Monitoring of Biopharmaceutical Processes: Present and Future Approaches - Enhance your control strategy with robust monitoring methods. - BioPharm International


Monitoring of Biopharmaceutical Processes: Present and Future Approaches
Enhance your control strategy with robust monitoring methods.

BioPharm International
Volume 22, Issue 5


As an example of real-time multivariate statistical process monitoring, a PCA-based model has been developed for monitoring a mammalian cell culture bioreactor at commercial-scale.

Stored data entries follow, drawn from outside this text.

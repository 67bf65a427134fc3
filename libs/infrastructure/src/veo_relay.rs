//! # VeoRelay — 文生視頻 API クライアント (直行パス)
//!
//! 分鏡全体を1つのプロンプトに畳み込み、Veo 互換 API へ submit →
//! 完了待ちポーリング → 成果物ダウンロードまでを1回の呼び出しで行う。
//! プロバイダは現状 8秒クリップしか受け付けないため、要求尺は設定の
//! `veo_clip_secs` をそのまま使う。

use crate::project_vault::ProjectVault;
use async_trait::async_trait;
use loom_core::contracts::{GeneratedClip, Storyboard};
use loom_core::error::LoomError;
use loom_core::traits::DirectVideoGenerator;
use serde::{Deserialize, Serialize};
use std::future::Future;
use std::sync::Arc;
use std::time::Duration;
use tokio::time::Instant;
use tokio_util::sync::CancellationToken;
use tracing::{info, warn};

#[derive(Clone)]
pub struct VeoRelay {
    http: reqwest::Client,
    api_url: String,
    api_key: String,
    model: String,
    clip_secs: u32,
    poll_interval: Duration,
    max_wait: Duration,
    vault: Arc<ProjectVault>,
}

// --- Veo API ワイヤ形式 ---

#[derive(Serialize)]
struct GenerateRequest<'a> {
    instances: Vec<Instance<'a>>,
    parameters: Parameters,
    model: &'a str,
}

#[derive(Serialize)]
struct Instance<'a> {
    prompt: &'a str,
}

#[derive(Serialize)]
struct Parameters {
    #[serde(rename = "generateAudio")]
    generate_audio: bool,
    #[serde(rename = "durationSeconds")]
    duration_seconds: u32,
    #[serde(rename = "sampleCount")]
    sample_count: u32,
}

#[derive(Deserialize)]
struct GenerateResponse {
    id: String,
    #[serde(default)]
    status: String,
    #[serde(default)]
    message: String,
    #[serde(default)]
    data: Option<GenerationData>,
}

#[derive(Deserialize)]
struct GenerationData {
    #[serde(default)]
    videos: Vec<VideoAsset>,
}

#[derive(Deserialize)]
struct VideoAsset {
    url: String,
}

/// 1回のポーリングで観測した外部ジョブの状態
#[derive(Debug, Clone)]
pub struct StatusSnapshot {
    pub status: String,
    pub message: Option<String>,
    pub asset_url: Option<String>,
}

/// ステータス文字列の判定結果
#[derive(Debug, Clone, Copy, PartialEq, Eq)]
pub enum Verdict {
    Running,
    Succeeded,
    Failed,
}

/// プロバイダのステータス語彙を大文字小文字を無視して分類する
pub fn classify(status: &str) -> Verdict {
    match status.to_ascii_lowercase().as_str() {
        "completed" | "succeeded" | "success" => Verdict::Succeeded,
        "failed" | "error" => Verdict::Failed,
        _ => Verdict::Running,
    }
}

/// 完了待ちポーリングループ。
///
/// - ポーリング失敗は一過性として warn のみで続行する
/// - 成功ステータスでも取得可能なアセットが無ければ失敗として扱う
/// - 期限超過時は試行回数を添えて `PollTimeout` を返す
/// - ポーリングの合間のキャンセルは即座に `Cancelled` を返す
pub async fn await_terminal<F, Fut>(
    mut poll: F,
    interval: Duration,
    max_wait: Duration,
    cancel: &CancellationToken,
) -> Result<StatusSnapshot, LoomError>
where
    F: FnMut() -> Fut,
    Fut: Future<Output = Result<StatusSnapshot, LoomError>>,
{
    let deadline = Instant::now() + max_wait;
    let mut checks: u32 = 0;

    loop {
        tokio::select! {
            _ = cancel.cancelled() => return Err(LoomError::Cancelled),
            _ = tokio::time::sleep(interval) => {}
        }

        checks += 1;
        if Instant::now() >= deadline {
            return Err(LoomError::PollTimeout {
                checks,
                waited_secs: max_wait.as_secs(),
            });
        }

        let snapshot = match poll().await {
            Ok(snapshot) => snapshot,
            Err(e) => {
                // 単発のポーリング失敗は一過性とみなす
                warn!("🛰️ VeoRelay: Poll attempt {} failed: {}", checks, e);
                continue;
            }
        };

        match classify(&snapshot.status) {
            Verdict::Running => {
                // 1分以上キューに滞留している場合だけ知らせる
                if snapshot.status.eq_ignore_ascii_case("queued") && checks > 6 {
                    warn!("🛰️ VeoRelay: Provider queue congested ({} checks so far)", checks);
                }
            }
            Verdict::Succeeded => {
                if snapshot.asset_url.is_none() {
                    return Err(LoomError::VideoBackend {
                        reason: "generation reported success but returned no retrievable asset"
                            .to_string(),
                    });
                }
                return Ok(snapshot);
            }
            Verdict::Failed => {
                let reason = snapshot
                    .message
                    .filter(|m| !m.is_empty())
                    .unwrap_or_else(|| "unknown provider error".to_string());
                return Err(LoomError::VideoBackend { reason });
            }
        }
    }
}

impl VeoRelay {
    #[allow(clippy::too_many_arguments)]
    pub fn new(
        api_url: impl Into<String>,
        api_key: impl Into<String>,
        model: impl Into<String>,
        timeout_secs: u64,
        max_wait_secs: u64,
        poll_interval_secs: u64,
        clip_secs: u32,
        vault: Arc<ProjectVault>,
    ) -> Result<Self, LoomError> {
        let http = reqwest::Client::builder()
            .timeout(Duration::from_secs(timeout_secs))
            .build()
            .map_err(|e| LoomError::VideoBackend {
                reason: format!("Failed to build HTTP client: {e}"),
            })?;
        Ok(Self {
            http,
            api_url: api_url.into(),
            api_key: api_key.into(),
            model: model.into(),
            clip_secs,
            // レート制限対策: 設定値にかかわらず数秒未満のポーリングはしない
            poll_interval: Duration::from_secs(poll_interval_secs.max(3)),
            max_wait: Duration::from_secs(max_wait_secs),
            vault,
        })
    }

    /// API の疎通確認
    pub async fn health_check(&self) -> Result<(), LoomError> {
        self.http
            .get(&self.api_url)
            .bearer_auth(&self.api_key)
            .send()
            .await
            .map_err(|e| LoomError::VideoBackend {
                reason: format!("Veo API unreachable at {}: {}", self.api_url, e),
            })?;
        Ok(())
    }

    /// 生成ジョブを投入し、外部ジョブ ID を返す
    async fn submit(&self, prompt: &str) -> Result<String, LoomError> {
        let req = GenerateRequest {
            instances: vec![Instance { prompt }],
            parameters: Parameters {
                generate_audio: true,
                duration_seconds: self.clip_secs,
                sample_count: 1,
            },
            model: &self.model,
        };

        let resp = self
            .http
            .post(&self.api_url)
            .bearer_auth(&self.api_key)
            .json(&req)
            .send()
            .await
            .map_err(|e| LoomError::VideoBackend {
                reason: format!("Veo API call failed: {e}"),
            })?;

        let status = resp.status();
        if !status.is_success() {
            let body = resp.text().await.unwrap_or_default();
            return Err(LoomError::VideoBackend {
                reason: format!("Veo API returned status {status}: {body}"),
            });
        }

        let parsed: GenerateResponse = resp.json().await.map_err(|e| LoomError::VideoBackend {
            reason: format!("Failed to decode Veo response: {e}"),
        })?;
        Ok(parsed.id)
    }

    async fn query_status(&self, remote_id: &str) -> Result<StatusSnapshot, LoomError> {
        let url = format!("{}/{}", self.api_url.trim_end_matches('/'), remote_id);
        let resp = self
            .http
            .get(&url)
            .bearer_auth(&self.api_key)
            .send()
            .await
            .map_err(|e| LoomError::VideoBackend {
                reason: format!("Failed to query generation status: {e}"),
            })?;

        let status = resp.status();
        if !status.is_success() {
            let body = resp.text().await.unwrap_or_default();
            return Err(LoomError::VideoBackend {
                reason: format!("status query returned {status}: {body}"),
            });
        }

        let parsed: GenerateResponse = resp.json().await.map_err(|e| LoomError::VideoBackend {
            reason: format!("Failed to decode status response: {e}"),
        })?;
        Ok(StatusSnapshot {
            status: parsed.status,
            message: if parsed.message.is_empty() { None } else { Some(parsed.message) },
            asset_url: parsed
                .data
                .and_then(|d| d.videos.into_iter().next())
                .map(|v| v.url),
        })
    }

    async fn download(&self, url: &str) -> Result<Vec<u8>, LoomError> {
        let resp = self
            .http
            .get(url)
            .send()
            .await
            .map_err(|e| LoomError::VideoBackend {
                reason: format!("Failed to download video: {e}"),
            })?;
        if !resp.status().is_success() {
            return Err(LoomError::VideoBackend {
                reason: format!("download failed with status {}", resp.status()),
            });
        }
        let bytes = resp.bytes().await.map_err(|e| LoomError::VideoBackend {
            reason: format!("Failed to read video body: {e}"),
        })?;
        Ok(bytes.to_vec())
    }

    /// 分鏡脚本から動画生成プロンプトを組み立てる
    fn build_video_prompt(storyboard: &Storyboard) -> String {
        let mut prompt = String::from("Create an anime-style video with the following scenes:\n\n");

        for (i, shot) in storyboard.shots.iter().enumerate() {
            prompt.push_str(&format!(
                "Scene {} ({} shot, {:.1} seconds):\n{}\n",
                i + 1,
                shot.shot_type,
                shot.duration,
                shot.description
            ));
            if let Some(dialogue) = &shot.dialogue {
                prompt.push_str(&format!(
                    "Dialogue: {} says \"{}\" ({} emotion)\n",
                    dialogue.character, dialogue.text, dialogue.emotion
                ));
            }
            if !shot.characters.is_empty() {
                prompt.push_str(&format!("Characters: {}\n", shot.characters.join(", ")));
            }
            prompt.push_str(&format!("Transition: {}\n\n", shot.transition));
        }

        prompt.push_str("\nStyle: Japanese anime/manga art style, high quality, cinematic");
        prompt
    }
}

#[async_trait]
impl DirectVideoGenerator for VeoRelay {
    async fn generate(
        &self,
        task_id: &str,
        storyboard: &Storyboard,
        cancel: &CancellationToken,
    ) -> Result<GeneratedClip, LoomError> {
        info!(
            "🛰️ VeoRelay: Starting direct video generation (task: {}, shots: {})",
            task_id,
            storyboard.shots.len()
        );

        let prompt = Self::build_video_prompt(storyboard);
        let remote_id = self.submit(&prompt).await?;
        info!("🛰️ VeoRelay: Generation submitted (task: {}, remote: {})", task_id, remote_id);

        let snapshot = await_terminal(
            || self.query_status(&remote_id),
            self.poll_interval,
            self.max_wait,
            cancel,
        )
        .await?;

        // await_terminal は asset_url 付きの成功しか返さない
        let url = snapshot.asset_url.ok_or_else(|| LoomError::VideoBackend {
            reason: "generation reported success but returned no retrievable asset".to_string(),
        })?;
        let data = self.download(&url).await?;

        let project_dir = self.vault.ensure_project(task_id).await?;
        let video_path = project_dir.join("output.mp4");
        tokio::fs::write(&video_path, &data)
            .await
            .map_err(|e| LoomError::Storage {
                reason: format!("Failed to save video {}: {}", video_path.display(), e),
            })?;

        info!(
            "🛰️ VeoRelay: Video saved (task: {}, path: {}, size: {} bytes)",
            task_id,
            video_path.display(),
            data.len()
        );
        Ok(GeneratedClip {
            video_path: video_path.to_string_lossy().to_string(),
            file_size: data.len() as u64,
        })
    }
}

In this setting, historical batches are mined from the manufacturing databases to develop a nominal process model for a seed bioreactor train. Eleven process variables that are measured online for 30 batches are used in model building. The model is able to explain overall process variability with only three PCs. New production batches are monitored against this model in real time.

Figure 3
During the real-time monitoring, one typically looks at high-level multivariate charts for deviation detection purposes as mentioned earlier. In Figure 3, the three main steps involved in monitoring are shown. In step 1, a T 2 chart is used to detect a deviation. Step 2 involves diagnosis at the variable level, which indicates that the pH probe is reading less than historical averages, i.e., outside of +/–3 standard deviation. Finally, in step 3, inspection of the pH trace is performed. This allows scientists and engineers to start troubleshooting the probe and other operational factors to better understand and monitor the process by this simple three-step process.20


Statistical techniques, such as those discussed in the article, have been demonstrated to be capable of performing rigorous analysis of complex datasets that abound in biotech applications. This, combined with the advancements in analytical tools to allow online analysis, can form the basis of real-time process monitoring. Implementation of such systems is likely to result in gains in consistency of product quality as well as efficiency in manufacturing of biotech products and bring us closer to full implementation of QbD and realizing its benefits.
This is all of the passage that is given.